Data supplied =
[Start of Attachment]

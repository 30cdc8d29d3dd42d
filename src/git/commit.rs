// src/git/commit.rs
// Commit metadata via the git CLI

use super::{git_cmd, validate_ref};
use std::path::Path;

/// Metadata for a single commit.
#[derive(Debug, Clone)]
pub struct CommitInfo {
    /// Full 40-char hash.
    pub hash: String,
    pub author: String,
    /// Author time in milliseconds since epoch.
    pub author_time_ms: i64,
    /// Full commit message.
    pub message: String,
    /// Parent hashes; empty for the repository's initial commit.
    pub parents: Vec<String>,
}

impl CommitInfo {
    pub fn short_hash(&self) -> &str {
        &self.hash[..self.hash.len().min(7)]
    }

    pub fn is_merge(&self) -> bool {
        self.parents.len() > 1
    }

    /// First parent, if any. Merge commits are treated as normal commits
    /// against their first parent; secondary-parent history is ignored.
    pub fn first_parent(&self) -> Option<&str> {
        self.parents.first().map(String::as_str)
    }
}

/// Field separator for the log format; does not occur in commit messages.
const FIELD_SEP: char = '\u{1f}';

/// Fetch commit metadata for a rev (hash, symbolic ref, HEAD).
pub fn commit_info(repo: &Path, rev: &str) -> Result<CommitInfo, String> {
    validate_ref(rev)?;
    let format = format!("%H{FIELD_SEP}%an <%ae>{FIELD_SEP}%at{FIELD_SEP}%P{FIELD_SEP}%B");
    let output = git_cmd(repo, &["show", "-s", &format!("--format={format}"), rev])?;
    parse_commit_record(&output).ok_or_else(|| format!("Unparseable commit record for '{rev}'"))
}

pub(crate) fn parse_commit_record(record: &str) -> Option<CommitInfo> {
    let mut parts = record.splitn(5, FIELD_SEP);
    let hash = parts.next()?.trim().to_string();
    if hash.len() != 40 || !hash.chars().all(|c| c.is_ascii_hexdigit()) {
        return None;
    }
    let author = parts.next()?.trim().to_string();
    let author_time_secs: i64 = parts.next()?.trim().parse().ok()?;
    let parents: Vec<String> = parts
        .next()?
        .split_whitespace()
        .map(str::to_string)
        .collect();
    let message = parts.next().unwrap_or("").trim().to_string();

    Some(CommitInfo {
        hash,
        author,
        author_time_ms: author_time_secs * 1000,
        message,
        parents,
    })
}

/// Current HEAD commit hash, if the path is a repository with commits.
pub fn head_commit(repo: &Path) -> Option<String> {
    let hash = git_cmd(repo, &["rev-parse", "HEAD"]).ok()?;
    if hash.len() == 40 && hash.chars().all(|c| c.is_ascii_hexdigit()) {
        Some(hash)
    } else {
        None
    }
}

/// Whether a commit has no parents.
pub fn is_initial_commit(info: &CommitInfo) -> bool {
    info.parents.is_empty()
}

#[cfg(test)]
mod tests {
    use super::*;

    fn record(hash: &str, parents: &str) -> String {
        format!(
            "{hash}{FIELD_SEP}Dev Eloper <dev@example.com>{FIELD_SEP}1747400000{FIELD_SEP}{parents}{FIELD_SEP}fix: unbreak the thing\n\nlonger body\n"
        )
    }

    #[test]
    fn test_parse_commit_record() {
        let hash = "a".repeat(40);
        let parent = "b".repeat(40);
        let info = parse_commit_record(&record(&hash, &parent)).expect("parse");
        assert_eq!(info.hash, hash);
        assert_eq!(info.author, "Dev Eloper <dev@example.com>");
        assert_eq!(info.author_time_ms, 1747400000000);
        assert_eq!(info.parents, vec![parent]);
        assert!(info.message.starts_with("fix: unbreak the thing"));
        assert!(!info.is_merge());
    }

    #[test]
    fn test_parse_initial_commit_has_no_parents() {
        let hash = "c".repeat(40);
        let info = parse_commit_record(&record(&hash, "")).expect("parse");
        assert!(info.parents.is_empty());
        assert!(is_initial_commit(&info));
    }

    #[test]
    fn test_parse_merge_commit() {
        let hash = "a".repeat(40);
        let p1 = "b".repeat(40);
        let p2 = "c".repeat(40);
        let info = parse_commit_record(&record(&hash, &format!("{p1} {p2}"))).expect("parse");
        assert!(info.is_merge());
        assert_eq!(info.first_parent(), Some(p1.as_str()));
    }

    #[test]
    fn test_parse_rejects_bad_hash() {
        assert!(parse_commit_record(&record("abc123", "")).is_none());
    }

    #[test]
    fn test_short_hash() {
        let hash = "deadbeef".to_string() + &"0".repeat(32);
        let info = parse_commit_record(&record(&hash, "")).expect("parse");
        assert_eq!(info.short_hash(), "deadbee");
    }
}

[End of Attachment]
[Start of Attachment]

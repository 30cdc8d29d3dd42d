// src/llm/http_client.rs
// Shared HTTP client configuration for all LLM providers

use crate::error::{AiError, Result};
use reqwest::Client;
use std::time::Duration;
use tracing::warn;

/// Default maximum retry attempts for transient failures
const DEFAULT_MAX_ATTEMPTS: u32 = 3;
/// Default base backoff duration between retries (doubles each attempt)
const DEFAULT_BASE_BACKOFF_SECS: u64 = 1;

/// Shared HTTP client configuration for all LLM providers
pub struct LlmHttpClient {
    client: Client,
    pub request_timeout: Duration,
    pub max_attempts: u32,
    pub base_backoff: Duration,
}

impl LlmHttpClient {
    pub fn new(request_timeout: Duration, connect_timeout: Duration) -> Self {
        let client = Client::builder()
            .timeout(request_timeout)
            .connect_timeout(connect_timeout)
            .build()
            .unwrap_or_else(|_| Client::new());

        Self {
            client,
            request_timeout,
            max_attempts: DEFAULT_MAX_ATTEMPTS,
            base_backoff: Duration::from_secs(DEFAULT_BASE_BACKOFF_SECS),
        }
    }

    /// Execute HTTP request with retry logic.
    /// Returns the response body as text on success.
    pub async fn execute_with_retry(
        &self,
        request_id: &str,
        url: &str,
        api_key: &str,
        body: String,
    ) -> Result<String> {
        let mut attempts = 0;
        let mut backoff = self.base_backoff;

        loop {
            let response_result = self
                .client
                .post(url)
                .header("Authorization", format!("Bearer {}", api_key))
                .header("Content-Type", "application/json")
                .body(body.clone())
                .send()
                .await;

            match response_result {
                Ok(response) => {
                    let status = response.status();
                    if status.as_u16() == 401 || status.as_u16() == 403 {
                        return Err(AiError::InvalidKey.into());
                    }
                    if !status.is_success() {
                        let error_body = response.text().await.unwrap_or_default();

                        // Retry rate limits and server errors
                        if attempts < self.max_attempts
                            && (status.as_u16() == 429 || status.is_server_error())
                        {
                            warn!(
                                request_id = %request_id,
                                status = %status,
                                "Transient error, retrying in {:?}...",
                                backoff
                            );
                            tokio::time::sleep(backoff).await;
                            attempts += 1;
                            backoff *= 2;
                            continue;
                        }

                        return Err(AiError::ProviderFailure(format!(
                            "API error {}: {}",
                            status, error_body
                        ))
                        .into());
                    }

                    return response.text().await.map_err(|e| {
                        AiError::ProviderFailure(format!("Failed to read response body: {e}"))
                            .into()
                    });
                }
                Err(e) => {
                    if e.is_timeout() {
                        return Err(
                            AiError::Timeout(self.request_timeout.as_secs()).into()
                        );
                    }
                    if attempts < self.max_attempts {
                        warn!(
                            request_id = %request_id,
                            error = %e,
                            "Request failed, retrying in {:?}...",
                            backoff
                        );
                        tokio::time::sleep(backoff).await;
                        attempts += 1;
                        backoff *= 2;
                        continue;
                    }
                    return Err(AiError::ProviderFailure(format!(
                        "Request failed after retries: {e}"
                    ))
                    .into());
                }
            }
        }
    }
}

[End of Attachment]

Show, from the entries above, every line that includes the string "Option".

Response =
    pub fn first_parent(&self) -> Option<&str> {
pub(crate) fn parse_commit_record(record: &str) -> Option<CommitInfo> {
pub fn head_commit(repo: &Path) -> Option<String> {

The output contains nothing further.